*** Input data ***

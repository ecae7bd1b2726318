// Copyright Exograph, Inc. All rights reserved.
//
// Use of this software is governed by the Business Source License
// included in the LICENSE file at the root of this repository.
//
// As of the Change Date specified in that file, in accordance with
// the Business Source License, use of this software will be governed
// by the Apache License, Version 2.0.

use std::{any::Any, future::Future, marker::PhantomData, sync::Arc};

use common::context::Context;
use indexmap::IndexMap;

use crate::{
    Arg, ArgumentDeclaration, ArgumentDeclarations, DeclarationError, FieldError,
    FunctionWrapper, InputType, InvocationAdapter, ResolveScope, TypeDescriptor, validate_name,
};

type AdapterFactory<R> = Box<
    dyn FnOnce(String, ArgumentDeclarations, TypeDescriptor) -> Arc<dyn FunctionWrapper<R>> + Send,
>;

/// Collects everything needed to expose one field of `O` that resolves to `R`.
///
/// The adapter is created in [PropertyBuilder::build], so arguments may be declared before or
/// after the resolver is set.
pub struct PropertyBuilder<O, R: Send> {
    name: String,
    description: Option<String>,
    return_type: TypeDescriptor,
    declarations: ArgumentDeclarations,
    factory: Option<AdapterFactory<R>>,
    phantom: PhantomData<fn(Arc<O>)>,
}

impl<O, R> PropertyBuilder<O, R>
where
    O: Any + Send + Sync,
    R: Send + 'static,
{
    pub fn new(name: &str, return_type: TypeDescriptor) -> Result<Self, DeclarationError> {
        validate_name(name)?;

        Ok(Self {
            name: name.to_string(),
            description: None,
            return_type,
            declarations: ArgumentDeclarations::new(),
            factory: None,
            phantom: PhantomData,
        })
    }

    /// A field whose return type is derived from `R`.
    pub fn typed(name: &str) -> Result<Self, DeclarationError>
    where
        R: InputType,
    {
        Self::new(name, R::type_descriptor())
    }

    pub fn description(&mut self, description: impl Into<String>) -> &mut Self {
        self.description = Some(description.into());
        self
    }

    pub fn arg<T: InputType>(&mut self, name: &str) -> Result<Arg<T>, DeclarationError> {
        self.declarations.arg(name)
    }

    pub fn arg_with<T: InputType>(
        &mut self,
        name: &str,
        block: impl FnOnce(&mut ArgumentDeclaration),
    ) -> Result<Arg<T>, DeclarationError> {
        self.declarations.arg_with(name, block)
    }

    pub fn declare_argument(
        &mut self,
        name: &str,
        ty: &str,
        nullable: bool,
    ) -> Result<&mut ArgumentDeclaration, DeclarationError> {
        self.declarations.declare_argument(name, ty, nullable)
    }

    /// Resolve with access to the declared arguments.
    pub fn resolve<F, Fut>(&mut self, resolver: F) -> &mut Self
    where
        F: Fn(ResolveScope, Arc<O>) -> Fut + Send + Sync + 'static,
        Fut: Future<Output = Result<R, FieldError>> + Send + 'static,
    {
        self.factory = Some(Box::new(
            move |name: String,
                  declarations: ArgumentDeclarations,
                  return_type: TypeDescriptor|
                  -> Arc<dyn FunctionWrapper<R>> {
                Arc::new(InvocationAdapter::new(
                    name,
                    declarations,
                    return_type,
                    resolver,
                ))
            },
        ));
        self
    }

    pub fn resolve_with_context<F, Fut>(&mut self, resolver: F) -> &mut Self
    where
        F: Fn(Arc<Context>, Arc<O>) -> Fut + Send + Sync + 'static,
        Fut: Future<Output = Result<R, FieldError>> + Send + 'static,
    {
        self.resolve(move |scope: ResolveScope, receiver: Arc<O>| {
            resolver(scope.context().clone(), receiver)
        })
    }

    pub fn resolve_value<F, Fut>(&mut self, resolver: F) -> &mut Self
    where
        F: Fn(Arc<O>) -> Fut + Send + Sync + 'static,
        Fut: Future<Output = Result<R, FieldError>> + Send + 'static,
    {
        self.resolve(move |_scope: ResolveScope, receiver: Arc<O>| resolver(receiver))
    }

    pub fn build(self) -> Result<PropertyDefinition<R>, DeclarationError> {
        self.declarations.validate()?;

        let factory = self
            .factory
            .ok_or_else(|| DeclarationError::MissingResolver(self.name.clone()))?;

        Ok(PropertyDefinition {
            wrapper: factory(self.name.clone(), self.declarations, self.return_type.clone()),
            name: self.name,
            description: self.description,
            return_type: self.return_type,
        })
    }
}

/// A field ready to be handed to the engine.
pub struct PropertyDefinition<R: Send> {
    name: String,
    description: Option<String>,
    return_type: TypeDescriptor,
    wrapper: Arc<dyn FunctionWrapper<R>>,
}

impl<R: Send> PropertyDefinition<R> {
    pub fn name(&self) -> &str {
        &self.name
    }

    pub fn description(&self) -> Option<&str> {
        self.description.as_deref()
    }

    pub fn return_type(&self) -> &TypeDescriptor {
        &self.return_type
    }

    pub fn arguments_descriptor(&self) -> &IndexMap<String, TypeDescriptor> {
        self.wrapper.arguments_descriptor()
    }

    pub fn wrapper(&self) -> &Arc<dyn FunctionWrapper<R>> {
        &self.wrapper
    }
}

*** End of Input data ***

Your goal
Whenever the string "PropertyDefinition" turns up in a line of the data, copy that line.

Result of the exercise
    pub fn build(self) -> Result<PropertyDefinition<R>, DeclarationError> {
        Ok(PropertyDefinition {
pub struct PropertyDefinition<R: Send> {
impl<R: Send> PropertyDefinition<R> {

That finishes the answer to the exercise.